- [WHAT THE TASK ASKS] Provide the count of lines below where "Clone" occurs, with no other output.

- [Saved entries]
# # # #
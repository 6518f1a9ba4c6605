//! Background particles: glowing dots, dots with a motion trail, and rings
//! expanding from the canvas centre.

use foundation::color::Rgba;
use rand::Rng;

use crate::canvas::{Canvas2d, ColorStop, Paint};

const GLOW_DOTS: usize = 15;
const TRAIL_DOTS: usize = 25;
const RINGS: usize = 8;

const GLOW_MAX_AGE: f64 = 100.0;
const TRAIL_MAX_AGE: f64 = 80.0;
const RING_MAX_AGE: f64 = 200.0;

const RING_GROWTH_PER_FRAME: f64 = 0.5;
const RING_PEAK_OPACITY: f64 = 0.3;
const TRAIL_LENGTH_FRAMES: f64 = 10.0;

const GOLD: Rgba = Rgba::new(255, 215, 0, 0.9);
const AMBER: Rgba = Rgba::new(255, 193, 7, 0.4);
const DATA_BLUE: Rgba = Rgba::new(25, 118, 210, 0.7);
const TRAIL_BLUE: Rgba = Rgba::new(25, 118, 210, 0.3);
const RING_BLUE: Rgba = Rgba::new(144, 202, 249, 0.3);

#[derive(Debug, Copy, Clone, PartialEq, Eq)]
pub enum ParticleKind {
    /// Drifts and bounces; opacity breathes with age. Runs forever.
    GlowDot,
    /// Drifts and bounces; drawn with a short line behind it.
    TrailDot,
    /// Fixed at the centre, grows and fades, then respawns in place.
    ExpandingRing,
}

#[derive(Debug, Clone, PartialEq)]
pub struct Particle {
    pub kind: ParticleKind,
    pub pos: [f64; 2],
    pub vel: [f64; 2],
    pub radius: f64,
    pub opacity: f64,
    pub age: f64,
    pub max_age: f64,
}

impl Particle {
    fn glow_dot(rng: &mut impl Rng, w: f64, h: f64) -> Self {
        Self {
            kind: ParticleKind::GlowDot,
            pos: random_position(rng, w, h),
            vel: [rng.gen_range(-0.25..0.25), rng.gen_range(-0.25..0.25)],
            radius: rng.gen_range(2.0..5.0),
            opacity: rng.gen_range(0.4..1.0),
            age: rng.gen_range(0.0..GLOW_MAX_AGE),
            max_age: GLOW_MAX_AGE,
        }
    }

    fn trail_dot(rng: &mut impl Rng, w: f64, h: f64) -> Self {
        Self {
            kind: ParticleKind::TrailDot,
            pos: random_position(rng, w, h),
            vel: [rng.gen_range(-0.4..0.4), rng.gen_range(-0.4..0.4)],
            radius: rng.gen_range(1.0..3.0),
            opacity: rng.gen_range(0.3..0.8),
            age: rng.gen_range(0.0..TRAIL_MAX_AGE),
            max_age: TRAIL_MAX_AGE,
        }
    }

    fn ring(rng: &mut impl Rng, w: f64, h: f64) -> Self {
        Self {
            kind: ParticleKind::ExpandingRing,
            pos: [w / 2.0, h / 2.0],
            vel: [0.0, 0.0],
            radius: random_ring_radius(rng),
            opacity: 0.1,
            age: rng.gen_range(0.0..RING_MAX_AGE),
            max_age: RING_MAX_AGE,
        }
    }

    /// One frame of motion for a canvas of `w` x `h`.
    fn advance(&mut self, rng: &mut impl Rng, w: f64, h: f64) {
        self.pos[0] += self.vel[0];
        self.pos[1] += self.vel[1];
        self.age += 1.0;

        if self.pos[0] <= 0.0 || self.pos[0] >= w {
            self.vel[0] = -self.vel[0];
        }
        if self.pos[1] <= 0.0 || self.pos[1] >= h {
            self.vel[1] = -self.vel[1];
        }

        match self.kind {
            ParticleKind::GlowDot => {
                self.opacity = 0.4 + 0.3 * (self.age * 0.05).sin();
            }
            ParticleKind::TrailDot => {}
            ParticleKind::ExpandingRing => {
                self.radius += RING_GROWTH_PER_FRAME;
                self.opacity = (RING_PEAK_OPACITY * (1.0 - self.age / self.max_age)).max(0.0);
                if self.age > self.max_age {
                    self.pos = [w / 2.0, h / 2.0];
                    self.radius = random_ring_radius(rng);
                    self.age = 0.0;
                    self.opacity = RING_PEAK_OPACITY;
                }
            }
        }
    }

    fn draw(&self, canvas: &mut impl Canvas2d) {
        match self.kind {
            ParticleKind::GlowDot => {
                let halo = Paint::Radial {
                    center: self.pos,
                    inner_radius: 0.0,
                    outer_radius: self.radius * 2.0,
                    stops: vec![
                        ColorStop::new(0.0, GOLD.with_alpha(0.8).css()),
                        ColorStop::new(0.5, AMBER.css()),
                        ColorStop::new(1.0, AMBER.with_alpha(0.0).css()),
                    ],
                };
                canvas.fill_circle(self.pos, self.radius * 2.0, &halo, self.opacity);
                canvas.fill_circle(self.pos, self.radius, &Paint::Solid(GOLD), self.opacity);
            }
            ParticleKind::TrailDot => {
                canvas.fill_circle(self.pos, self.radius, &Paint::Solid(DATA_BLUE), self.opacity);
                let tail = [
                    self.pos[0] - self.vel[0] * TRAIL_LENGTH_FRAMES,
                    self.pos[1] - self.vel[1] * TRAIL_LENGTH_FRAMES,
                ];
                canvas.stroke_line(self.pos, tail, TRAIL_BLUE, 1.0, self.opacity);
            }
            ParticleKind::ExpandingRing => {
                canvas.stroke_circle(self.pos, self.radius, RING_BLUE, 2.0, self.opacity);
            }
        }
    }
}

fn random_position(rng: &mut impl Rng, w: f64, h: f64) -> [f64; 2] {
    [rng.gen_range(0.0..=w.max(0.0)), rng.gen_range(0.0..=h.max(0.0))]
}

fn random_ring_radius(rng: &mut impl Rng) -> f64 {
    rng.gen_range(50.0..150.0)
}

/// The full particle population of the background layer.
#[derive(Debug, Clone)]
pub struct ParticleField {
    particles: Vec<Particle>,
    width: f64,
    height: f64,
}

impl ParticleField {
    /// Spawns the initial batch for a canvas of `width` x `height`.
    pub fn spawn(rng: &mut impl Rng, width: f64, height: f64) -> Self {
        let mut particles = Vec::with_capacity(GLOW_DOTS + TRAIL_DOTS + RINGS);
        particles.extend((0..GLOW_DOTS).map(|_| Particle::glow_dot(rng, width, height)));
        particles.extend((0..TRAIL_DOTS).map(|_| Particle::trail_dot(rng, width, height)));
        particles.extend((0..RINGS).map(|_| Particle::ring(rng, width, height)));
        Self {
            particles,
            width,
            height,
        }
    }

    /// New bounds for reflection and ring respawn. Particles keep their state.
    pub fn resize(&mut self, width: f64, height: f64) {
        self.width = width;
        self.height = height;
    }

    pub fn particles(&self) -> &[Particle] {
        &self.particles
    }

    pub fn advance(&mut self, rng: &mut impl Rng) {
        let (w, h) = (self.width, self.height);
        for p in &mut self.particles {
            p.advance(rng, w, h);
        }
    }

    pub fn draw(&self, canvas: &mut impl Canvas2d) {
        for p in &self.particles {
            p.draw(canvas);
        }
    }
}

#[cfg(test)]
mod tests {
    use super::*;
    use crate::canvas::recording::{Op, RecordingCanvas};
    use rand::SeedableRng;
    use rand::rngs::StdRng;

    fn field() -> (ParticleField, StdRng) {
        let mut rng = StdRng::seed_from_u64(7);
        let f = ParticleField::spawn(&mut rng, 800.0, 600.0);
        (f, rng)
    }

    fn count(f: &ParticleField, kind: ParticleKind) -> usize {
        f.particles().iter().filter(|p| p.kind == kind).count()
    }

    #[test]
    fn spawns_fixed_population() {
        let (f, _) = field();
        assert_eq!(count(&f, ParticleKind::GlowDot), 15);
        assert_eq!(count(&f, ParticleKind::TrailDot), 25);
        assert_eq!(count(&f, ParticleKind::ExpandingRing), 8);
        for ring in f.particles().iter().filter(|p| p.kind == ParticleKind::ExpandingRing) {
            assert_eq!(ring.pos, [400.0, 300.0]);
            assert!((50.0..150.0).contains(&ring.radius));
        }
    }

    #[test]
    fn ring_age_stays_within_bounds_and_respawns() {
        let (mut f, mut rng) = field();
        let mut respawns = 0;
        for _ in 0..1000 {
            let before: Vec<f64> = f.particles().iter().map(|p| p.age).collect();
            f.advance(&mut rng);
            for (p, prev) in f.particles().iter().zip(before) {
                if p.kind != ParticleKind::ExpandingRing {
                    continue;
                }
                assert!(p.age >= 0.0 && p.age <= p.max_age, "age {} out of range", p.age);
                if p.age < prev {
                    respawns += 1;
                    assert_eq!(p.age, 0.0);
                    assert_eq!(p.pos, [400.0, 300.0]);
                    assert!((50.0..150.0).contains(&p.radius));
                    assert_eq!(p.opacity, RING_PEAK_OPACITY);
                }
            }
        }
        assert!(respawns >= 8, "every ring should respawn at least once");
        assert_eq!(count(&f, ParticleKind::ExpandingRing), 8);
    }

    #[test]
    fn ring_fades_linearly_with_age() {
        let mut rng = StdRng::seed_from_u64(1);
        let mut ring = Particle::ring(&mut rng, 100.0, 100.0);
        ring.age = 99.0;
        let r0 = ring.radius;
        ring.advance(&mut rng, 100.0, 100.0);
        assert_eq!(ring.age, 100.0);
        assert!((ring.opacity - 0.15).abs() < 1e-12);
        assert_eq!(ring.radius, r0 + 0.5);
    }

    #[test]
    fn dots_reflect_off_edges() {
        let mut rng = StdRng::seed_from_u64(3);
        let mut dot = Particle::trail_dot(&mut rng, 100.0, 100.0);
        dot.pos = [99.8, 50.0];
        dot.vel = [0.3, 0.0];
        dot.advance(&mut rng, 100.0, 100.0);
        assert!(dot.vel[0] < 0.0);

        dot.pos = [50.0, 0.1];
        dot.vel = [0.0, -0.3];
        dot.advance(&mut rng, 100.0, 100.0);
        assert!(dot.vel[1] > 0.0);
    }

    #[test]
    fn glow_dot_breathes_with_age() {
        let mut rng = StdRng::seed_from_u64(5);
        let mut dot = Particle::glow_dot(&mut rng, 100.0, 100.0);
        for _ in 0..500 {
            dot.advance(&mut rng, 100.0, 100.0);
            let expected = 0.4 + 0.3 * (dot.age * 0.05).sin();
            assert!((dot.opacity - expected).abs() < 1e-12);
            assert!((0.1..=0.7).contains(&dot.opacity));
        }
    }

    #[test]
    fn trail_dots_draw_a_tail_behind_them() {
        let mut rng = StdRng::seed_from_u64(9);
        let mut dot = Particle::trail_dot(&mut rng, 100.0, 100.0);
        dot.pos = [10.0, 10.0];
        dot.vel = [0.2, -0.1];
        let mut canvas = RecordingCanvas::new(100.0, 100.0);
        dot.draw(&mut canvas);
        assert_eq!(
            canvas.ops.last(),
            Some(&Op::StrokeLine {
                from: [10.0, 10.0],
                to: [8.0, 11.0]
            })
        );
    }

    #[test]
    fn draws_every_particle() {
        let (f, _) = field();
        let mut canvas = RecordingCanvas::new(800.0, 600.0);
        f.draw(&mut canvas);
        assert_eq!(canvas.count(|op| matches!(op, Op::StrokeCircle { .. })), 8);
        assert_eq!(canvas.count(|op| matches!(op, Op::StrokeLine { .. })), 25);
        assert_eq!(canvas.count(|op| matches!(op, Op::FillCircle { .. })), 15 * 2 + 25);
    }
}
# # # #
- [SOLUTION TO THIS EXERCISE] 3